As a newly trained firefighter, Minogue was taking his first vacation day when he saw Flight 11 crash into the North Tower of the World Trade Center. He grabbed his uniform and told his wife, “I’m going to work. I’m not sure when I’ll be back.” 

Minogue watched the towers fall as he drove along Grand Central Parkway. After arriving at the firehouse in Corona, Queens, Minogue was dispatched to Ground Zero. When his company got to the Twin Towers, “Everything just stopped in time. We walked through the glass and we saw the pit. We saw the World Trade Center.” 

Minogue said it was like a scene from a movie, with so much ash falling that it was almost black. He noticed how bizarre the rest of his company looked, 

“They were just covered, like somebody opened a bag of flour and dropped it on them,” he said.“Their eyelids were caked with it.” 

Three days later, Minogue’s role with the fire department changed. With 343 firefighters lost on September 11th, they needed someone to play taps, the 35 second song played by a single trumpet at the end of service member’s funerals. 

 “So, I would still go to work, then I would go to a funeral to play taps. Sometimes two, sometimes three funerals a day. In the end, it got so busy I was pretty much offline,” Minogue said. 

With only one other bugler in the NYFD, Minogue played taps at around 170 9/11 memorial services. Yet, each song was never the same.

“I played it different for everybody, because everybody is unique,” he said.“I think everybody needed a different song. Ya know, for me, it’s a gift that I could give back.”

Minogue kept playing taps as a fire department lieutenant, but in 2006 he developed a cough.
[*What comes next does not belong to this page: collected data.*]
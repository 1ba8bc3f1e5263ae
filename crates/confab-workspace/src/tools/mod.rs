//! Backend-provided tools.

mod echo;

pub use echo::{Echo, EchoProcess};

use std::sync::Arc;

use confab_process::{Tool, ToolsProvider};

/// The tools every workspace offers regardless of client-declared ones.
pub struct BackendTools;

impl ToolsProvider for BackendTools {
    fn list_tools(&self) -> Vec<Arc<dyn Tool>> {
        vec![Arc::new(Echo)]
    }
}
At age 46, Minogue developed stage four throat cancer and high-grade bladder cancer from exposure to the 9/11 ash and debris.

 “Everything I had done with the ceremonial unit was over, they had to run without me,” he said. The illnesses forced Minogue to retire and leave the fire department. 
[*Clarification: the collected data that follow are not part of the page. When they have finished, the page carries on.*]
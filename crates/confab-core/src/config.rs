//! Backend configuration (confab.toml + CONFAB_* env overrides).

use figment::{
    providers::{Env, Format, Toml},
    Figment,
};
use serde::{Deserialize, Serialize};

/// Top-level config for a backend replica.
#[derive(Debug, Clone, Serialize, Deserialize)]
pub struct ConfabConfig {
    /// Environment name, used as a salt for derived ids ("dev", "staging",
    /// "prod").
    #[serde(default = "default_environment")]
    pub environment: String,
    /// Verbosity of completion logging: 0 = quiet, 2 = completions,
    /// 3 = request messages, 4 = raw request bodies.
    #[serde(default)]
    pub verbose: u8,
    #[serde(default)]
    pub redis: RedisConfig,
    #[serde(default)]
    pub llm: LlmConfig,
}

#[derive(Debug, Clone, Serialize, Deserialize)]
pub struct RedisConfig {
    /// When unset, the in-memory store is used instead.
    pub host: Option<String>,
    #[serde(default = "default_redis_port")]
    pub port: u16,
    #[serde(default)]
    pub ssl: bool,
    pub password: Option<String>,
}

impl Default for RedisConfig {
    fn default() -> Self {
        Self {
            host: None,
            port: default_redis_port(),
            ssl: false,
            password: None,
        }
    }
}

impl RedisConfig {
    pub fn url(&self) -> Option<String> {
        let host = self.host.as_deref()?;
        let scheme = if self.ssl { "rediss" } else { "redis" };
        let auth = self
            .password
            .as_deref()
            .map(|p| format!(":{p}@"))
            .unwrap_or_default();
        Some(format!("{scheme}://{auth}{host}:{}", self.port))
    }
}

#[derive(Debug, Clone, Serialize, Deserialize)]
pub struct LlmConfig {
    pub openai_api_key: Option<String>,
    #[serde(default = "default_openai_base_url")]
    pub openai_base_url: String,
    pub anthropic_api_key: Option<String>,
    #[serde(default = "default_anthropic_base_url")]
    pub anthropic_base_url: String,
    pub gemini_api_key: Option<String>,
    #[serde(default = "default_gemini_base_url")]
    pub gemini_base_url: String,
}

impl Default for LlmConfig {
    fn default() -> Self {
        Self {
            openai_api_key: None,
            openai_base_url: default_openai_base_url(),
            anthropic_api_key: None,
            anthropic_base_url: default_anthropic_base_url(),
            gemini_api_key: None,
            gemini_base_url: default_gemini_base_url(),
        }
    }
}

impl Default for ConfabConfig {
    fn default() -> Self {
        Self {
            environment: default_environment(),
            verbose: 0,
            redis: RedisConfig::default(),
            llm: LlmConfig::default(),
        }
    }
}

impl ConfabConfig {
    /// Load config from a TOML file with CONFAB_* env var overrides.
    pub fn load(config_path: Option<&str>) -> Result<Self, figment::Error> {
        let path = config_path.unwrap_or("confab.toml");
        Figment::new()
            .merge(Toml::file(path))
            .merge(Env::prefixed("CONFAB_").split("_"))
            .extract()
    }

    /// Whether the replica runs inside a cluster (affects retry profiles).
    pub fn is_kubernetes(&self) -> bool {
        std::env::var_os("KUBERNETES_SERVICE_HOST").is_some()
    }
}

fn default_environment() -> String {
    "dev".to_string()
}

fn default_redis_port() -> u16 {
    6379
}

fn default_openai_base_url() -> String {
    "https://api.openai.com".to_string()
}

fn default_anthropic_base_url() -> String {
    "https://api.anthropic.com".to_string()
}

fn default_gemini_base_url() -> String {
    "https://generativelanguage.googleapis.com".to_string()
}

#[cfg(test)]
mod tests {
    use super::*;

    #[test]
    fn redis_url_formats() {
        let mut config = RedisConfig {
            host: Some("cache.internal".to_string()),
            port: 6380,
            ssl: true,
            password: Some("hunter2".to_string()),
        };
        assert_eq!(
            config.url().unwrap(),
            "rediss://:hunter2@cache.internal:6380"
        );

        config.ssl = false;
        config.password = None;
        assert_eq!(config.url().unwrap(), "redis://cache.internal:6380");

        config.host = None;
        assert!(config.url().is_none());
    }
}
As of September 2021, over 200 active and retired NYC firefighters have died of illnesses linked to 9/11 according to the Scientific American. Even more have developed cancer and survived, including Minogue, who said it was because of his strong attitude.

“Two doctors, separately, would call me the poster boy,” he said. “My friend Mark and I had radiation burns and our faces were all red, but we were always smiling and laughing.” 

Many of Minogue’s friends and colleagues also deal with the lasting health effects of being at Ground Zero. The destruction of the Twin Towers created an ash of computers, concrete, and pipes that first responders inhaled. In 2019, the Journal of the National Cancer Institute published a study finding that 9/11 first responders are 25% more likely to develop prostate cancer, 41% more likely to develop Leukemia, and two times more likely to develop thyroid cancer compared to other people. 

On this 20th anniversary of 9/11, Minogue is still playing taps on his trumpet, but said he doesn’t have enough breath to hold the last note. Despite all of his health problems, he said he would still go back and do the same thing again. 

“When you’re on this earth, you have to do the best you can for others, without asking anything in return,” he said. “That’s it.”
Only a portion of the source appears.